Re: [gnso-irtpc] Consensus Call: Charter Question B (FOAs)

[Bob Mountain <bmountain@xxxxxxxxxxxxx>]

Hi James,
We also discussed a non-time limited FoA at the discretion of the registrant, 
were you going to cover that in a different section?
Tks Mtn.


--
Bob Mountain
Senior Vice President
Business Development & Account Services
[cid:9F696FD4-E9C1-427D-B0C8-E6F83C4FFF89]
E: mtn@xxxxxxxxxxxxx<mailto:bmountain@xxxxxxxxxxxxx>
P: +1 781.839.2871    F: +1 781.839.2801  C: +1 508-878-0469

Visit us at NameMedia.com<http://www.namemedia.com/>

CONFIDENTIALITY NOTICE: This e-mail and any documents attached to it may 
contain confidential or proprietary information or content. The transmission is 
intended solely for the information or use of the individuals addressed, or 
copied, as intended recipients. If you are not a named recipient, or you were 
otherwise sent this by mistake, you are hereby notified that any disclosure, 
copying, distribution or taking of any action as a result of or in reliance on 
the contents of this e-mail is strictly prohibited. If this message has been 
received in error, please delete it immediately and notify the sender by return 
e-mail. Please consider the environment before printing this e-mail.

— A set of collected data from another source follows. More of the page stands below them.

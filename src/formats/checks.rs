//! Validation helpers shared by the format implementations.
//!
//! Every helper appends to a [`ValidationReport`] and keeps going, so a
//! single pass reports all failures.

use crate::types::ValidationReport;
use serde_json::{Map, Value};

fn article(key: &str) -> &'static str {
    match key.chars().next() {
        Some('a' | 'e' | 'i' | 'o' | 'u') => "an",
        _ => "a",
    }
}

/// `owner.key` must be present and a string.
pub fn require_string(
    report: &mut ValidationReport,
    obj: &Map<String, Value>,
    key: &str,
    owner: &str,
) {
    match obj.get(key) {
        None => report.push(format!("{owner} must have {} '{key}' field", article(key))),
        Some(Value::String(_)) => {}
        Some(_) => report.push(format!("{owner} '{key}' must be a string")),
    }
}

/// `owner.key` may be absent, but if present must be a string.
pub fn optional_string(
    report: &mut ValidationReport,
    obj: &Map<String, Value>,
    key: &str,
    owner: &str,
) {
    if let Some(value) = obj.get(key) {
        if !value.is_string() {
            report.push(format!("{owner} '{key}' must be a string"));
        }
    }
}

/// `owner.key` must be present and an object. Returns the object when it is.
pub fn require_object<'a>(
    report: &mut ValidationReport,
    obj: &'a Map<String, Value>,
    key: &str,
    owner: &str,
) -> Option<&'a Map<String, Value>> {
    match obj.get(key) {
        None => {
            report.push(format!("{owner} must have {} '{key}' field", article(key)));
            None
        }
        Some(Value::Object(inner)) => Some(inner),
        Some(_) => {
            report.push(format!("{owner} '{key}' must be an object"));
            None
        }
    }
}

/// Check a parameter schema (`parameters` / `input_schema`):
/// `type == "object"`, well-typed `properties` and `required`, and every
/// required name defined in `properties`.
///
/// An absent `properties` counts as empty for the required cross-check.
/// A `properties` of the wrong type is reported once and skips the cross-check.
pub fn check_parameter_schema(
    report: &mut ValidationReport,
    params: &Map<String, Value>,
    label: &str,
) {
    if params.get("type").and_then(Value::as_str) != Some("object") {
        report.push(format!("{label} 'type' must be 'object'"));
    }

    let empty = Map::new();
    let properties = match params.get("properties") {
        None => Some(&empty),
        Some(Value::Object(props)) => Some(props),
        Some(_) => {
            report.push(format!("{label} 'properties' must be an object"));
            None
        }
    };

    let required = match params.get("required") {
        None => return,
        Some(Value::Array(required)) => required,
        Some(_) => {
            report.push(format!("{label} 'required' must be an array"));
            return;
        }
    };

    for (index, entry) in required.iter().enumerate() {
        match (entry.as_str(), properties) {
            (None, _) => report.push(format!("{label} 'required' entry {index} must be a string")),
            (Some(name), Some(props)) if !props.contains_key(name) => report.push(format!(
                "Required parameter '{name}' is not defined in {label} 'properties'"
            )),
            _ => {}
        }
    }
}

#[cfg(test)]
mod tests {
    use super::*;
    use serde_json::json;

    fn obj(value: Value) -> Map<String, Value> {
        value.as_object().cloned().unwrap()
    }

    #[test]
    fn test_require_string() {
        let mut report = ValidationReport::new();
        require_string(&mut report, &obj(json!({})), "name", "Tool");
        require_string(&mut report, &obj(json!({"name": 1})), "name", "Tool");
        require_string(&mut report, &obj(json!({"name": ""})), "name", "Tool");
        assert_eq!(
            report.errors(),
            ["Tool must have a 'name' field", "Tool 'name' must be a string"]
        );
    }

    #[test]
    fn test_require_object_article() {
        let mut report = ValidationReport::new();
        let empty = obj(json!({}));
        let found = require_object(&mut report, &empty, "input_schema", "Tool");
        assert!(found.is_none());
        assert_eq!(report.errors(), ["Tool must have an 'input_schema' field"]);
    }

    #[test]
    fn test_absent_properties_treated_as_empty() {
        let mut report = ValidationReport::new();
        let params = obj(json!({"type": "object", "required": ["x"]}));
        check_parameter_schema(&mut report, &params, "input_schema");
        assert_eq!(
            report.errors(),
            ["Required parameter 'x' is not defined in input_schema 'properties'"]
        );
    }

    #[test]
    fn test_malformed_properties_skips_cross_check() {
        let mut report = ValidationReport::new();
        check_parameter_schema(
            &mut report,
            &obj(json!({"type": "object", "properties": [], "required": ["x"]})),
            "parameters",
        );
        assert_eq!(report.errors(), ["parameters 'properties' must be an object"]);
    }

    #[test]
    fn test_reports_every_failure() {
        let mut report = ValidationReport::new();
        check_parameter_schema(
            &mut report,
            &obj(json!({"type": "array", "properties": {"a": {}}, "required": ["a", 3, "b", "c"]})),
            "parameters",
        );
        assert_eq!(
            report.errors(),
            [
                "parameters 'type' must be 'object'",
                "parameters 'required' entry 1 must be a string",
                "Required parameter 'b' is not defined in parameters 'properties'",
                "Required parameter 'c' is not defined in parameters 'properties'",
            ]
        );
    }

    #[test]
    fn test_required_must_be_array() {
        let mut report = ValidationReport::new();
        let params = obj(json!({"type": "object", "required": "a"}));
        check_parameter_schema(&mut report, &params, "parameters");
        assert_eq!(report.errors(), ["parameters 'required' must be an array"]);
    }
}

From: "James M. Bladel" <jbladel@xxxxxxxxxxx<mailto:jbladel@xxxxxxxxxxx>>
Date: Sunday, September 9, 2012 6:22 PM
To: IRTPC Working Group <gnso-irtpc@xxxxxxxxx<mailto:gnso-irtpc@xxxxxxxxx>>
Subject: [gnso-irtpc] Consensus Call: Charter Question B (FOAs)

Team:

Please review the statement(s) below, and indicate your support, or objection.  
If the latter, please propose and alternative approach.

Avri and I will work with staff to clean up the final language, but these are 
the (very) basic points.

Thanks--

J.

____________________________________

Charter Question B: Whether provisions on time-limiting Form Of Authorization 
(FOA)s should be implemented to avoid fraudulent transfers out. For example, if 
a Gaining Registrar sends and receives an FOA back from a transfer contact, but 
the name is locked, the registrar may hold the FOA pending adjustment to the 
domain name status, during which time the registrant or other registration 
information may have changed.

WG Response:
The WG concludes that FOAs, once obtained by the gaining registrar, should be 
valid for 60 days.  Following this time period, the gaining registrar must 
re-authorize (via new FOA) the transfer request.   Registrars should be 
permitted to allow registrants to opt-in to an automatic renewal of FOAs, if 
desired.

In addition the 60-day validity period, FOAs will also no longer be valid if 
there is a change of registrant, or if the domain name expires, or if the 
transfer is executed.  In order to preserve the integrity of the FOA, there 
cannot be any opt-in or opt-out provisions for this requirement.

Finally, during the course of its deliberations on this topic, the WG notes 
that the use of EPP Authorization Info (AuthInfo) keys has become the de facto 
security mechanism in our industry.  We recommend that future efforts in this 
area examine whether the universal adoption and implementation of EPP AuthInfo 
codes would eliminate the use of FOAs.